Problem: Tailgating.
  • If you are on the bus, you can’t bring a cooler or grill or cornhole set.
  • If you drive yourself, you are still a student, likely don’t have a grill and it’d be lame to have 4-8 students hanging around with nothing to really eat or do.
Solutions:
  • Assemble a tailgate or “football gameday entertainment” council to specifically address this issue.
  • Sponsored food in tailgate area for students. Leverage local companies and business (Big Y, Moe’s, Bears BBQ). Minimal cost to get in ($5.00 or less), use Husky Bucks, free food if alumni or other donors can cover some/all costs. Make it good enough to be worth while.
  • Leverage matchups with food – Wings vs Buffalo, Cheesesteaks vs Temple, etc.
  • Offer eating contests for fun/prizes.
  • Come up with our own version of ESPN College Gameday.
  • Tailgate game area – cornhole, washers, etc. Offer tournaments to those interested.
  • DJ or live music acts.
  • Leverage local bars like Teds or Huskies to maybe have “Teds South” trailers or RV’s. Use their brand to generate buzz.
  • Important: Get a student council with representation from all classes, Greek life, backgrounds, ethnicities to what THEY want or would think is worth it.

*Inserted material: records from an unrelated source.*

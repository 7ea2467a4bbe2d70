//! Sorted insertion engine backing the blocking priority queue.
//!
//! Keeps elements in a `Vec<T>` that is always ascending under the configured
//! three-way comparison, so the highest-priority element is the last one and
//! `take`/`peek` are O(1). Insertion pays O(log n) search + O(n) shift, the
//! right trade when consumption is the latency-sensitive path.
//!
//! ## Architecture
//!
//! ```text
//!   items (Vec<T>, ascending under `compare`)
//!   ┌──────┬──────┬──────┬──────┐
//!   │  1   │  3   │  5   │  9   │ ◄── take() / peek() read here
//!   └──────┴──────┴──────┴──────┘
//!      min                 max
//!
//!   add(4): binary search → insert index 2 → [1, 3, 4, 5, 9]
//! ```
//!
//! ## Operations
//!
//! | Operation   | Time       | Notes                                  |
//! |-------------|------------|----------------------------------------|
//! | `add`       | O(n)       | O(log n) search, O(n) element shift    |
//! | `take`      | O(1)       | Pops the maximum                       |
//! | `peek`      | O(1)       | Borrows the maximum                    |
//! | `contains`  | O(n)       | Equality scan                          |
//! | `remove`    | O(n)       | Removes first equal element            |
//! | `iter`      | O(n)       | Descending priority order              |
//!
//! ## Tie-break
//!
//! Elements the comparison considers equal are returned last-inserted-first:
//! a new element is placed after every existing equal element, so it sits
//! closer to the take end than older ties.
//!
//! ## Thread Safety
//!
//! Not thread-safe. [`BlockingPriorityQueue`](crate::queue::BlockingPriorityQueue)
//! owns a `SortedBag` exclusively behind its lock.

use std::cmp::Ordering;
use std::fmt;

/// Three-way ordering function used by [`SortedBag`].
///
/// A single comparison abstraction: both "natural order" and custom orders
/// are expressed as one `Fn(&T, &T) -> Ordering`.
pub type Comparison<T> = Box<dyn Fn(&T, &T) -> Ordering + Send + Sync>;

/// Insertion-sorted sequence with O(1) access to the maximum element.
///
/// # Example
///
/// ```
/// use synckit::ds::SortedBag;
///
/// let mut bag = SortedBag::new();
/// bag.add_all([5, 1, 9, 3]);
///
/// assert_eq!(bag.take(), Some(9));
/// assert_eq!(bag.take(), Some(5));
/// assert_eq!(bag.take(), Some(3));
/// assert_eq!(bag.take(), Some(1));
/// assert_eq!(bag.take(), None);
/// ```
pub struct SortedBag<T> {
    /// Ascending under `compare`; last element is the current maximum.
    items: Vec<T>,
    compare: Comparison<T>,
}

impl<T: Ord> SortedBag<T> {
    /// Creates an empty bag ordered by the type's natural `Ord`.
    pub fn new() -> Self {
        Self::with_comparison(|a: &T, b: &T| a.cmp(b))
    }
}

impl<T: Ord> Default for SortedBag<T> {
    fn default() -> Self {
        Self::new()
    }
}

impl<T> SortedBag<T> {
    /// Creates an empty bag ordered by a custom three-way comparison.
    ///
    /// # Example
    ///
    /// ```
    /// use synckit::ds::SortedBag;
    ///
    /// // Reverse order: smallest integer has the highest priority.
    /// let mut bag = SortedBag::with_comparison(|a: &i32, b: &i32| b.cmp(a));
    /// bag.add_all([5, 1, 9]);
    /// assert_eq!(bag.take(), Some(1));
    /// ```
    pub fn with_comparison(compare: impl Fn(&T, &T) -> Ordering + Send + Sync + 'static) -> Self {
        Self {
            items: Vec::new(),
            compare: Box::new(compare),
        }
    }

    /// Inserts an element at its sorted position.
    ///
    /// O(log n) binary search plus O(n) shift. Comparison-equal elements are
    /// placed after existing ones, which makes ties come back
    /// last-inserted-first from [`take`](Self::take).
    pub fn add(&mut self, item: T) {
        let compare = &self.compare;
        let index = self
            .items
            .partition_point(|probe| compare(probe, &item) != Ordering::Greater);
        self.items.insert(index, item);

        #[cfg(debug_assertions)]
        self.validate_invariants();
    }

    /// Inserts every element of `items` via [`add`](Self::add).
    ///
    /// Sequential, no batching: n elements cost n individual inserts.
    pub fn add_all(&mut self, items: impl IntoIterator<Item = T>) {
        for item in items {
            self.add(item);
        }
    }

    /// Removes and returns the maximum element, or `None` if empty.
    ///
    /// Emptiness is never an error at this layer.
    #[inline]
    pub fn take(&mut self) -> Option<T> {
        self.items.pop()
    }

    /// Returns the maximum element without removing it, or `None` if empty.
    #[inline]
    pub fn peek(&self) -> Option<&T> {
        self.items.last()
    }

    /// Returns `true` if an equal element is present. O(n) scan.
    pub fn contains(&self, item: &T) -> bool
    where
        T: PartialEq,
    {
        self.items.iter().any(|probe| probe == item)
    }

    /// Removes the first element equal to `item`. O(n) scan.
    ///
    /// Returns `true` if an element was removed.
    pub fn remove(&mut self, item: &T) -> bool
    where
        T: PartialEq,
    {
        match self.items.iter().position(|probe| probe == item) {
            Some(index) => {
                self.items.remove(index);
                true
            }
            None => false,
        }
    }

    /// Removes all elements.
    pub fn clear(&mut self) {
        self.items.clear();
    }

    /// Returns the number of elements.
    #[inline]
    pub fn len(&self) -> usize {
        self.items.len()
    }

    /// Returns `true` if the bag holds no elements.
    #[inline]
    pub fn is_empty(&self) -> bool {
        self.items.is_empty()
    }

    /// Iterates in descending priority order (maximum first).
    ///
    /// The iterator borrows the bag, so the sequence cannot change while an
    /// iteration is in progress.
    pub fn iter(&self) -> impl Iterator<Item = &T> {
        self.items.iter().rev()
    }

    /// Validates that the sequence is ascending under the comparison.
    ///
    /// Only runs when debug assertions are enabled.
    #[cfg(debug_assertions)]
    fn validate_invariants(&self) {
        for window in self.items.windows(2) {
            debug_assert_ne!(
                (self.compare)(&window[0], &window[1]),
                Ordering::Greater,
                "sorted bag out of order"
            );
        }
    }
}

impl<T> fmt::Debug for SortedBag<T> {
    fn fmt(&self, f: &mut fmt::Formatter<'_>) -> fmt::Result {
        f.debug_struct("SortedBag")
            .field("len", &self.items.len())
            .finish_non_exhaustive()
    }
}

    9/28 – The student section at the Rent was 85-90% empty. The men’s soccer game at 7 pm had 4400 in attendance vs a 5100 capacity at Morrone Stadium. They’re GOING to events. If the only issue is being off-campus, work with them to make it worth making the trip because right now, they clearly don’t think that it is.

  • The elephant in the room is alcohol, obviously. Alcohol in general and underage drinking (with the problems that come with all that). You’re not getting them down to games without drinking (for legal students) so that’s an item that needs to be figured out.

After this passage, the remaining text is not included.